(Beginning of RECORDS PROVIDED)

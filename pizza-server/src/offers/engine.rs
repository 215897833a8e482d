//! Coupon validation
//!
//! [`OfferEngine::validate`] is a pure read-check: it looks an offer up,
//! walks the rejection rules in a fixed order and computes the discount.
//! Recording a redemption is the caller's job and must happen in the same
//! write transaction as the order insert (see `OrdersManager::checkout`).

use chrono::{DateTime, Utc};
use rust_decimal::prelude::*;
use shared::error::{AppError, ErrorCode};
use shared::models::{DiscountResult, Offer, OfferType};
use thiserror::Error;

use crate::auth::RequesterContext;
use crate::pricing::money::{MAX_CART_TOTAL, bounded, round2, to_f64};
use crate::storage::StorageError;

/// Read access the engine needs from the data store
pub trait OfferLookup {
    /// Active offer by code. `code` is already uppercased.
    fn find_active_offer_by_code(&self, code: &str) -> Result<Option<Offer>, StorageError>;

    /// Number of orders placed by a user (for first-order-only offers)
    fn count_orders_by_user(&self, user_id: &str) -> Result<u64, StorageError>;
}

/// Why a coupon was refused
#[derive(Debug, Clone, PartialEq, Error)]
pub enum OfferRejection {
    #[error("Coupon code and a valid cart total are required")]
    MissingOrInvalidInput,

    #[error("Invalid or inactive coupon")]
    InvalidOrInactiveCoupon,

    #[error("This coupon expired on {valid_to}")]
    Expired { valid_to: DateTime<Utc> },

    #[error("This coupon is valid from {valid_from}")]
    NotYetValid { valid_from: DateTime<Utc> },

    #[error("Minimum order amount is {required}, current total is {current}")]
    BelowMinimumOrder { required: f64, current: f64 },

    #[error("This coupon has reached its usage limit of {limit}")]
    GlobalLimitReached { limit: u32 },

    #[error("You have already used this coupon the maximum of {limit} time(s)")]
    PerUserLimitReached { limit: u32 },

    #[error("This coupon is only valid on your first order")]
    FirstOrderOnly,

    #[error("Please log in to use this coupon")]
    LoginRequired,
}

impl OfferRejection {
    pub fn code(&self) -> ErrorCode {
        match self {
            Self::MissingOrInvalidInput => ErrorCode::OfferInputInvalid,
            Self::InvalidOrInactiveCoupon => ErrorCode::OfferInvalidOrInactive,
            Self::Expired { .. } => ErrorCode::OfferExpired,
            Self::NotYetValid { .. } => ErrorCode::OfferNotYetValid,
            Self::BelowMinimumOrder { .. } => ErrorCode::OfferBelowMinimumOrder,
            Self::GlobalLimitReached { .. } => ErrorCode::OfferGlobalLimitReached,
            Self::PerUserLimitReached { .. } => ErrorCode::OfferPerUserLimitReached,
            Self::FirstOrderOnly => ErrorCode::OfferFirstOrderOnly,
            Self::LoginRequired => ErrorCode::OfferLoginRequired,
        }
    }
}

impl From<OfferRejection> for AppError {
    fn from(rejection: OfferRejection) -> Self {
        let err = AppError::with_message(rejection.code(), rejection.to_string());
        match rejection {
            OfferRejection::Expired { valid_to } => {
                err.with_detail("validTo", valid_to.to_rfc3339())
            }
            OfferRejection::NotYetValid { valid_from } => {
                err.with_detail("validFrom", valid_from.to_rfc3339())
            }
            OfferRejection::BelowMinimumOrder { required, current } => err
                .with_detail("required", required)
                .with_detail("current", current),
            OfferRejection::GlobalLimitReached { limit }
            | OfferRejection::PerUserLimitReached { limit } => err.with_detail("limit", limit),
            _ => err,
        }
    }
}

#[derive(Debug, Error)]
pub enum OfferError {
    #[error(transparent)]
    Rejected(#[from] OfferRejection),

    #[error("Storage error: {0}")]
    Storage(#[from] StorageError),
}

impl From<OfferError> for AppError {
    fn from(err: OfferError) -> Self {
        match err {
            OfferError::Rejected(r) => r.into(),
            OfferError::Storage(e) => AppError::database(e.to_string()),
        }
    }
}

/// An offer that passed validation, with its computed discount
#[derive(Debug, Clone)]
pub struct ValidatedOffer {
    pub offer: Offer,
    pub discount: DiscountResult,
}

/// Coupon validation rules
#[derive(Debug, Clone, Copy)]
pub struct OfferEngine {
    /// Let admin requesters without a user id past the guest login gate
    pub admin_guest_bypass: bool,
}

impl Default for OfferEngine {
    fn default() -> Self {
        Self {
            admin_guest_bypass: true,
        }
    }
}

/// Normalize a coupon code for lookup and storage
pub fn normalize_code(code: &str) -> String {
    code.trim().to_uppercase()
}

impl OfferEngine {
    pub fn new(admin_guest_bypass: bool) -> Self {
        Self { admin_guest_bypass }
    }

    /// Validate `code` against `cart_total` for `ctx` at `now`
    ///
    /// Checks run in a fixed order and stop at the first failure.
    pub fn validate(
        &self,
        lookup: &impl OfferLookup,
        code: Option<&str>,
        cart_total: Option<f64>,
        ctx: &RequesterContext,
        now: DateTime<Utc>,
    ) -> Result<ValidatedOffer, OfferError> {
        let code = code.map(normalize_code).filter(|c| !c.is_empty());
        let (code, cart_total) = match (code, cart_total) {
            (Some(code), Some(total)) if (0.0..=MAX_CART_TOTAL).contains(&total) => (code, total),
            _ => return Err(OfferRejection::MissingOrInvalidInput.into()),
        };

        let offer = lookup
            .find_active_offer_by_code(&code)?
            .ok_or(OfferRejection::InvalidOrInactiveCoupon)?;

        if let Some(valid_to) = offer.valid_to
            && now > valid_to
        {
            return Err(OfferRejection::Expired { valid_to }.into());
        }
        if let Some(valid_from) = offer.valid_from
            && now < valid_from
        {
            return Err(OfferRejection::NotYetValid { valid_from }.into());
        }

        if let Some(required) = offer.min_order_amount
            && cart_total < required
        {
            return Err(OfferRejection::BelowMinimumOrder {
                required,
                current: cart_total,
            }
            .into());
        }

        if let Some(limit) = offer.usage_limit_total
            && offer.used_count >= limit
        {
            return Err(OfferRejection::GlobalLimitReached { limit }.into());
        }

        match ctx.user_id() {
            Some(user_id) => {
                let limit = offer.usage_limit_per_user;
                if offer.tracks_per_user() && offer.usage_for(user_id) >= limit {
                    return Err(OfferRejection::PerUserLimitReached { limit }.into());
                }
                if offer.first_order_only && lookup.count_orders_by_user(user_id)? > 0 {
                    return Err(OfferRejection::FirstOrderOnly.into());
                }
            }
            None => {
                let bypass = ctx.is_admin && self.admin_guest_bypass;
                if !bypass && (offer.tracks_per_user() || offer.first_order_only) {
                    return Err(OfferRejection::LoginRequired.into());
                }
            }
        }

        let discount = compute_discount(&offer, cart_total);
        Ok(ValidatedOffer { offer, discount })
    }
}

/// Discount amount for a cart total, clamped to `[0, cart_total]`
///
/// Amounts are bounded to `[0, MAX_CART_TOTAL]` first, so the arithmetic
/// cannot overflow; [`OfferEngine::validate`] rejects totals outside it.
pub fn compute_discount(offer: &Offer, cart_total: f64) -> DiscountResult {
    let total = bounded(cart_total, MAX_CART_TOTAL);
    let value = bounded(offer.value, MAX_CART_TOTAL);

    let raw = match offer.offer_type {
        OfferType::Fixed => value,
        OfferType::Percent => {
            let pct = total * value / Decimal::ONE_HUNDRED;
            match offer.max_discount {
                Some(cap) => pct.min(bounded(cap, MAX_CART_TOTAL)),
                None => pct,
            }
        }
    };
    let discount = round2(raw.min(total));

    DiscountResult {
        code: offer.code.clone(),
        offer_type: offer.offer_type,
        value: offer.value,
        discount_amount: to_f64(discount),
        final_total: to_f64(total - discount),
    }
}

(End of RECORDS PROVIDED)

-- WORK INSTRUCTION --
Your response should contain each line of the entries above that holds the string "bool".

-- RESULT OF THIS EXERCISE --
    pub admin_guest_bypass: bool,
    pub fn new(admin_guest_bypass: bool) -> Self {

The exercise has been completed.